Tuesday, September 06, 2011

Fall Bookshelf 2011

So anyway, every few years Santa appears with a big bag of books. Such is the case this fall. So I’ve opened said bag.
 
Here, then, is most of what I’m going to be reading this fall. Some brand new things and some holes I wanted to fill. Keeping a decent poetry bookshelf is difficult these days. Down economy, and all that.

I’ve already read some of the first four on this list. It’s making me think this is certainly a good year for poetry. More on them soon.

Book of the Given. Rusty Morrison

A Broken Thing: Poets on the Line. Ed Emily Rosko and Anton Vander Zee

The City, Our City. Wayne Miller

The Other Poems. Paul Legault

House Inspections. Carsten René Nielsen (trans David Keplinger)

Our List of Solutions. Carrie Oeding

Adonis: Selected Poems (The Margellos World Republic of Letters). Adonis

Unfortunately, It Was Paradise: Selected Poems. Mahmoud Darwish

Core Samples from the World. Forrest Gander

Seven Controlled Vocabularies and Obituary 2004. The Joy of Cooking: [AIRPORT NOVEL MUSICAL POEM PAINTING FILM PHOTO HALLUCINATION LANDSCAPE]. Tan Lin

Objects for a Fog Death. Julie Doxsee

The Art of Recklessness: Poetry as Assertive Force and Contradiction. Dean Young

Threshold Songs. Peter Gizzi

The Cow. Ariana Reines

Undanceable. Merrill Gilfillan

The Difficult Farm. Heather Christle

The Trees The Trees. Heather Christle

Entrance to a colonial pageant in which we all begin to intricate. Johannes Goransson

American Music. Chris Martin

Styrofoam. Evelyn Reilly

My New Job. Catherine Wagner

Dead Ahead. Ben Doller

English Fragments A Brief History of the Soul. Martin Corless-Smith

Yingelishi. Jonathan Stalling

9 Comments:

At 9/06/2011 3:23 PM, Blogger Delia Psyche said...

I want to read--if I have time--more Michael Gizzi. How sad that nothing more will be coming from him. And more Frederick Seidel; I don't know him well enough yet.

Good titles: Styrofoam, Objects for a Fog Death.

I've always had trouble with titles. Many times I've thought the solution is to start with titles, like Ashbery. I can think of some good poemless titles: Sober Boat, Slo-Mo Air-Chair Wipe-Out, Brujo's Bazaar, When Cheesequake Was a Mooncrater and You Were the Main Drag...Anyone have some title advice? what do you think of poems called "Poem"?

 
At 9/06/2011 3:32 PM, Blogger John Gallaher said...
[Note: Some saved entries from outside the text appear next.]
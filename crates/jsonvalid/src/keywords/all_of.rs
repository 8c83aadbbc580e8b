use serde_json::{Map, Value};

use crate::{
    compiler,
    keywords::{helpers, CompilationResult},
    node::SchemaNode,
    paths::LazyLocation,
    validator::{Validate, ValidationContext},
};

pub(crate) struct AllOfValidator {
    schemas: Vec<SchemaNode>,
}

impl AllOfValidator {
    #[inline]
    pub(crate) fn compile<'a>(ctx: &compiler::Context<'a>, items: &'a [Value]) -> CompilationResult {
        let ctx = ctx.new_at_location("allOf");
        let mut schemas = Vec::with_capacity(items.len());
        for (idx, item) in items.iter().enumerate() {
            schemas.push(compiler::compile(&ctx.new_at_location(idx), item)?);
        }
        Ok(Box::new(AllOfValidator { schemas }))
    }
}

impl Validate for AllOfValidator {
    fn validate<'s>(
        &'s self,
        instance: &Value,
        location: &LazyLocation,
        ctx: &mut ValidationContext<'s>,
    ) {
        for node in &self.schemas {
            node.validate(instance, location, ctx);
        }
    }

    fn apply<'s>(
        &'s self,
        instance: &mut Value,
        location: &LazyLocation,
        ctx: &mut ValidationContext<'s>,
    ) {
        for node in &self.schemas {
            node.apply(instance, location, ctx);
        }
    }
}

#[inline]
pub(crate) fn compile<'a>(
    ctx: &compiler::Context<'a>,
    _: &'a Map<String, Value>,
    schema: &'a Value,
) -> Option<CompilationResult> {
    match schema {
        Value::Array(items) => Some(AllOfValidator::compile(ctx, items)),
        _ => Some(Err(helpers::invalid(ctx, "allOf", "an array"))),
    }
}
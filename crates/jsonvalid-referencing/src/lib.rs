//! # referencing
//!
//! Reference resolution for `jsonvalid` schemas.
//!
//! A reference string is resolved against the root schema document and a table of
//! externally supplied documents, in this order:
//!
//! 1. A node anywhere in the root document whose `id` (or `$id`) equals the reference verbatim.
//! 2. A percent-decoded JSON pointer into the root document (a leading `#` and a trailing `/`
//!    are dropped).
//! 3. An external document selected by the exact text before `#`, optionally narrowed by the
//!    pointer after it.
//!
//! Resolution never fails loudly: an unresolvable reference is simply `None`.
mod pointer;
mod resolver;

pub use pointer::{parse_index, pointer, unescape_segment};
pub use resolver::{find_by_id, resolve, Documents};
#![allow(clippy::float_cmp, clippy::cast_sign_loss)]

use serde_json::Value;

use crate::{compiler, SchemaError};

/// Read a size limit such as `maxItems`. Integral floats are accepted.
pub(crate) fn compile_size(
    ctx: &compiler::Context,
    keyword: &'static str,
    schema: &Value,
) -> Result<u64, SchemaError> {
    if let Some(limit) = schema.as_u64() {
        return Ok(limit);
    }
    if let Some(limit) = schema.as_f64() {
        if limit >= 0.0 && limit.trunc() == limit {
            // NOTE: Imprecise cast as big integers are not supported
            #[allow(clippy::cast_possible_truncation)]
            return Ok(limit as u64);
        }
    }
    Err(SchemaError::invalid_keyword_value(
        ctx.location().join(keyword),
        keyword,
        "a non-negative integer",
    ))
}

/// Error for a keyword whose value has the wrong shape.
pub(crate) fn invalid(
    ctx: &compiler::Context,
    keyword: &'static str,
    expected: &'static str,
) -> SchemaError {
    SchemaError::invalid_keyword_value(ctx.location().join(keyword), keyword, expected)
}

#[cfg(test)]
mod tests {
    use serde_json::{json, Value};
    use test_case::test_case;

    #[test_case(&json!({"maxItems": -1}))]
    #[test_case(&json!({"minLength": 1.5}))]
    #[test_case(&json!({"maxProperties": "1"}))]
    fn invalid_size(schema: &Value) {
        let error = crate::validator_for(schema).expect_err("Should fail");
        assert!(error.to_string().contains("a non-negative integer"));
    }

    #[test]
    fn integral_float_size() {
        let validator = crate::validator_for(&json!({"maxItems": 1.0})).expect("Invalid schema");
        assert!(!validator.is_valid(&json!([1, 2])));
    }
}
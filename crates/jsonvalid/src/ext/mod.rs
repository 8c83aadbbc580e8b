pub(crate) mod cmp;
pub(crate) mod numeric;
Well, I'm not much help directly, in the abstract. I usually say things like "Title it what it wants to be called."

So there you go.

 
At 9/06/2011 3:35 PM, Blogger Delia Psyche said...

Thanks. That helps.

 
At 9/06/2011 5:47 PM, Anonymous Anonymous said...

I was using "I Double-Dog Dare You Adolf Hitler, Knock This Battery Off My Shoulder" as a working title before abandoning it. I'll let it go for cheap. Anyone?

Paul

(Maybe this is the answer. Like when people do a clothing swap.)

 
At 9/07/2011 2:48 AM, Blogger Delia Psyche said...

"I Double-Dog Dare You Adolf Hitler, Knock This Battery Off My Shoulder": effin brilliant.

I'll take it, but I'll amend it to "I Double-Dog Dare You, Hit-and-Run Vehicle, Knock This Jogger Off My Shoulder." The speaker would be a street.

 
At 9/07/2011 7:12 AM, Anonymous Anonymous said...

Huh. That surely beats my title. I was going to go with The Selected Poems of Julio de Luna for my next collection.

--Eli

 
At 9/07/2011 7:19 AM, Blogger John Gallaher said...

I think I still might go with "When Cheesequake Was a Mooncrater and You Were the Main Drag."

There's cheese and nostalgia. Two great tastes that go great together.

Just sayin.


JG

 
At 9/07/2011 8:17 AM, Anonymous Anonymous said...

On the other hand, the idea of a book of poems with the speaker being a street is pretty cool. Alice Oswald did it with a river (although I'm not sure the river, as such, is speaking; perhaps it's only reflecting back language/sound it "hears").

--Eli

 
At 9/07/2011 9:00 AM, Blogger Delia Psyche said...

That's a good idea. A river that speaks stream-of-consciousness poetry?

In the indigent state where I live, many streets are pothole-pocked. One of them could be personified as Anne Brad Street, who had "cratered skin"--in Berryman's imagination, at least.